Are we any different today than we were last week, before the bringer of American tragedy, Osama bin Laden, was killed?
National tragedies have a way of erasing the blackboard. In an instant, everything that had been scribbled there becomes irrelevant. Before the tragedy, the ship of state chugs along on its own neurotic day-to-day news cycles, the passengers distracted by phantoms and mole hills that, given enough time to obsess over and enough media outlets with financial stakes in the distraction, become mountains. The vital issues are often shunted to back pages.
For example, in the weeks before President Kennedy went to Dallas in November 1963, the stories that obsessed Americans were fluoridation of drinking water; the arrest and “grilling” by the Soviets of Yale professor Frederick Barghoorn, ratcheting up Cold War tensions; and stories about two sleazy D.C. operatives, Rep. John Byrnes (R-WI) and Bobby Baker, Democratic insider and occasional pimp for horny legislators. The Byrnes case is déjà vu in reverse — he realized a 1,000 percent profit in three years on an investment in a mortgage insurance company that he helped get a “favorable federal tax ruling.” In a penitent speech on the House floor, Byrnes wept as histrionically as John Boehner and got a standing ovation (and no ethics probe).
Stories shoved to the back pages included “U.S. to Start Pullout from Viet-Nam” (1,000 military advisers were to be pulled) and “U.S. Ambassador Attacked in Dallas by Anti-UN Demonstrators” (Adlai Stevenson was assaulted by a right-wing mob; he told JFK adviser Arthur Schlesinger that he was “shocked by the current of hatred in Dallas” and advised the president to cancel his planned trip there).
Likewise, during the week prior to 9/11, America was obsessed with the sex life of Rep. Gary Condit (D-CA), “moral qualms” over federal support of stem cell research and “trend” stories like Britney Spears-inspired duds on school-aged nubiles and “canine freestyle” (humans dancing competitively with dogs at discos). Stories swept to the side included the surging unemployment rate; the “fear of recession” in the wake of Bush tax cuts; calls by opponents for an economic stimulus package; rise in for-profit “therapeutic training schools” (read: boot camps) for troubled teenagers; a national rise in homeless population; and the loss of a “professional class” in Afghanistan.
After spending hours going through microfilm back issues of newspapers and magazines, the common thread that I found between the two national tragedies was that the stories that had cushioned Americans from items of real importance disappeared in an instant, never to be heard from again.
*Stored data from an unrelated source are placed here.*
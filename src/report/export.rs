use std::io::Write;

use anyhow::{Context, Result};

use crate::grid::PriceMatrix;

/// Write `matrix` as CSV: a `volatility,<spot>...` header, then one row per
/// volatility.
pub fn write_csv<W: Write>(matrix: &PriceMatrix, writer: W) -> Result<()> {
    let mut wtr = csv::Writer::from_writer(writer);

    let mut header = vec!["volatility".to_string()];
    header.extend(matrix.spots().iter().map(|spot| spot.to_string()));
    wtr.write_record(&header)
        .context("Failed to write CSV header")?;

    for (vol, row) in matrix.volatilities().iter().zip(matrix.rows()) {
        let mut record = Vec::with_capacity(row.len() + 1);
        record.push(vol.to_string());
        record.extend(row.iter().map(|value| value.to_string()));
        wtr.write_record(&record)
            .with_context(|| format!("Failed to write CSV row for volatility {}", vol))?;
    }

    wtr.flush().context("Failed to flush CSV output")?;
    Ok(())
}

/// CSV text of `matrix`.
pub fn to_csv_string(matrix: &PriceMatrix) -> Result<String> {
    let mut buf = Vec::new();
    write_csv(matrix, &mut buf)?;
    Ok(String::from_utf8(buf)?)
}
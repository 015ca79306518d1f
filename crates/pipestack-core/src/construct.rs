//! Construct paths and CloudFormation logical ids.
//!
//! Every resource a stack declares is addressed by a path such as
//! `Pipeline/MySource/Pipeline_Source/WebhookResource`. The path is turned
//! into a logical id that stays stable across synthesis runs, so a resource
//! keeps its identity in the deployed stack as long as its path does not
//! change. The tree of paths is owned by the stack being built; there is no
//! process-wide registry.

use serde_json::{Map, Value, json};
use std::collections::BTreeMap;

use crate::{Error, Result};

/// Segments that are dropped from the human readable part of an id.
const HIDDEN_SEGMENTS: &[&str] = &["Resource", "Default"];

const HASH_LEN: usize = 8;
const MAX_HUMAN_LEN: usize = 255 - HASH_LEN;

/// Compute the logical id for a construct path.
///
/// A single-segment path maps to the sanitised segment itself. Longer paths
/// get the readable segments concatenated plus an 8-character md5 suffix of
/// the full path.
pub fn logical_id(path: &[&str]) -> String {
    let segments: Vec<&str> = path.iter().copied().filter(|s| !s.is_empty()).collect();

    if segments.len() == 1 {
        return sanitize(segments[0]);
    }

    let digest = md5::compute(segments.join("/"));
    let hash = format!("{digest:X}");

    let mut readable: Vec<&str> = Vec::new();
    for segment in &segments {
        if HIDDEN_SEGMENTS.contains(segment) {
            continue;
        }
        if readable.last() == Some(segment) {
            continue;
        }
        readable.push(segment);
    }

    let mut human: String = readable.iter().map(|s| sanitize(s)).collect();
    human.truncate(MAX_HUMAN_LEN);
    format!("{human}{}", &hash[..HASH_LEN])
}

fn sanitize(segment: &str) -> String {
    segment.chars().filter(|c| c.is_ascii_alphanumeric()).collect()
}

/// A node registered in the construct tree.
#[derive(Debug, Clone, PartialEq, Eq)]
pub struct ConstructNode {
    pub path: String,
    pub logical_id: String,
    /// CloudFormation type, or the section (`Parameter`, `Output`) for
    /// non-resource entries.
    pub kind: String,
}

/// The explicit construct tree of a single stack.
#[derive(Debug, Clone, Default)]
pub struct ConstructTree {
    root: String,
    nodes: BTreeMap<String, ConstructNode>,
}

impl ConstructTree {
    pub fn new(root: impl Into<String>) -> Self {
        Self {
            root: root.into(),
            nodes: BTreeMap::new(),
        }
    }

    /// Register a path and return its logical id.
    pub fn register(&mut self, path: &[&str], kind: impl Into<String>) -> Result<String> {
        if path.is_empty() || path.iter().any(|s| s.is_empty() || s.contains('/')) {
            return Err(Error::InvalidInput(format!(
                "invalid construct path: {path:?}"
            )));
        }

        let key = path.join("/");
        if self.nodes.contains_key(&key) {
            return Err(Error::Conflict(format!(
                "construct '{}/{key}' already exists",
                self.root
            )));
        }

        let id = logical_id(path);
        if let Some(existing) = self.nodes.values().find(|n| n.logical_id == id) {
            return Err(Error::Conflict(format!(
                "logical id '{id}' of '{key}' clashes with '{}'",
                existing.path
            )));
        }

        self.nodes.insert(
            key.clone(),
            ConstructNode {
                path: key,
                logical_id: id.clone(),
                kind: kind.into(),
            },
        );
        Ok(id)
    }

    pub fn get(&self, path: &str) -> Option<&ConstructNode> {
        self.nodes.get(path)
    }

    pub fn nodes(&self) -> impl Iterator<Item = &ConstructNode> {
        self.nodes.values()
    }

    pub fn len(&self) -> usize {
        self.nodes.len()
    }

    pub fn is_empty(&self) -> bool {
        self.nodes.is_empty()
    }

    /// Nested JSON view of the tree, written next to the template.
    pub fn to_json(&self) -> Value {
        let mut root = TreeJson::default();
        for node in self.nodes.values() {
            let mut cursor = &mut root;
            for segment in node.path.split('/') {
                cursor = cursor.children.entry(segment.to_string()).or_default();
            }
            cursor.node = Some(node);
        }
        json!({ "id": self.root, "children": root.children_json() })
    }
}

#[derive(Default)]
struct TreeJson<'a> {
    node: Option<&'a ConstructNode>,
    children: BTreeMap<String, TreeJson<'a>>,
}

impl TreeJson<'_> {
    fn children_json(&self) -> Map<String, Value> {
        self.children
            .iter()
            .map(|(name, child)| (name.clone(), child.to_json()))
            .collect()
    }

    fn to_json(&self) -> Value {
        let mut obj = Map::new();
        if let Some(node) = self.node {
            obj.insert("logicalId".to_string(), json!(node.logical_id));
            obj.insert("kind".to_string(), json!(node.kind));
        }
        if !self.children.is_empty() {
            obj.insert("children".to_string(), Value::Object(self.children_json()));
        }
        Value::Object(obj)
    }
}

#[cfg(test)]
mod tests {
    use super::*;

    #[test]
    fn test_single_segment_has_no_hash() {
        assert_eq!(logical_id(&["ApiEndpointOutput"]), "ApiEndpointOutput");
        assert_eq!(logical_id(&["Pipeline_Source"]), "PipelineSource");
    }

    #[test]
    fn test_hidden_and_duplicate_segments() {
        let id = logical_id(&["Budget", "Budget"]);
        assert!(id.starts_with("Budget"));
        assert_eq!(id.len(), "Budget".len() + HASH_LEN);

        let id = logical_id(&["Pipeline", "Role", "Resource"]);
        assert!(id.starts_with("PipelineRole"));
        assert_eq!(id.len(), "PipelineRole".len() + HASH_LEN);
    }

    #[test]
    fn test_logical_id_is_deterministic_and_path_sensitive() {
        let a = logical_id(&["Pipeline", "Prod", "Role"]);
        let b = logical_id(&["Pipeline", "Prod", "Role"]);
        let c = logical_id(&["Pipeline", "Beta", "Role"]);
        assert_eq!(a, b);
        assert_ne!(a, c);
        let hash = &a[a.len() - HASH_LEN..];
        assert!(hash.chars().all(|c| c.is_ascii_hexdigit() && !c.is_ascii_lowercase()));
    }

    #[test]
    fn test_register_rejects_duplicates() {
        let mut tree = ConstructTree::new("Stack");
        tree.register(&["Topic"], "AWS::SNS::Topic").unwrap();
        let err = tree.register(&["Topic"], "AWS::SNS::Topic").unwrap_err();
        assert!(matches!(err, Error::Conflict(_)));
    }

    #[test]
    fn test_register_rejects_invalid_paths() {
        let mut tree = ConstructTree::new("Stack");
        assert!(tree.register(&[], "x").is_err());
        assert!(tree.register(&["a/b"], "x").is_err());
        assert!(tree.register(&["a", ""], "x").is_err());
    }

    #[test]
    fn test_tree_json_is_nested() {
        let mut tree = ConstructTree::new("Stack");
        let id = tree
            .register(&["Pipeline", "Role"], "AWS::IAM::Role")
            .unwrap();
        tree.register(&["Pipeline", "Resource"], "AWS::CodePipeline::Pipeline")
            .unwrap();

        let json = tree.to_json();
        assert_eq!(json["id"], "Stack");
        let pipeline = &json["children"]["Pipeline"]["children"];
        assert_eq!(pipeline["Role"]["logicalId"], id.as_str());
        assert_eq!(pipeline["Resource"]["kind"], "AWS::CodePipeline::Pipeline");
    }

    #[test]
    fn test_get_registered_node() {
        let mut tree = ConstructTree::new("Stack");
        let id = tree
            .register(&["Pipeline", "Role", "Resource"], "AWS::IAM::Role")
            .unwrap();

        let node = tree.get("Pipeline/Role/Resource").unwrap();
        assert_eq!(node.logical_id, id);
        assert_eq!(node.kind, "AWS::IAM::Role");
        assert!(tree.get("Pipeline/Role").is_none());
    }
}
//! Deployable units for pipestack.
//!
//! Each unit is a plain configuration struct implementing
//! [`StackDefinition`]; synthesis builds its template from scratch every
//! time. Units:
//! - [`BillingStack`] - a monthly cost budget with an email alert
//! - [`ServiceStack`] - a Lambda function behind inner and outer HTTP APIs
//! - [`PipelineStack`] - the delivery pipeline deploying everything else
//!
//! [`App`] wires them together from an application config.

pub mod app;
pub mod billing;
pub mod budget;
pub mod events;
pub mod iam;
pub mod pipeline;
pub mod service;

pub use app::{App, CloudAssembly};
pub use billing::BillingStack;
pub use pipeline::{PipelineSettings, PipelineStack, SourceSettings};
pub use pipestack_core::StackDefinition;
pub use service::{ServiceCode, ServiceStack};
The truly important stories never actually went away.
Why does it take a sudden national tragedy (the Giffords shooting, for example) to temporarily erase the blackboard? Today, the stories and personalities that will, in 10 years (or 10 minutes), be utterly forgotten continue to dominate news cycles: Donald Trump, Koran-burning “preachers,” Justin Bieber, Charlie Sheen, etc. The hysteria over Barack Obama's “citizenship” distracted even the nation's leader at a time of genuine crises on several fronts. Will the proffered birth certificate sate the rabid beast? Of course not.
Consider even the barest bones of our current reality: unprecedented income inequality; 300,000-plus home foreclosures per month; an unemployment rate of 8.8 percent (U.S. unemployment from 1948 to 2010 averaged 5.7 percent); those “lucky enough” to have jobs have seen pay stagnate if not decrease, health premiums skyrocket and benefits shrink, while gas and essential consumer prices reach new highs. Meanwhile, Exxon just announced quarterly profits 69 percent higher than one year ago.
Doesn't this constitute tragedy? It may not be JFK's murder or 9/11, but the longterm impacts are just as devastating.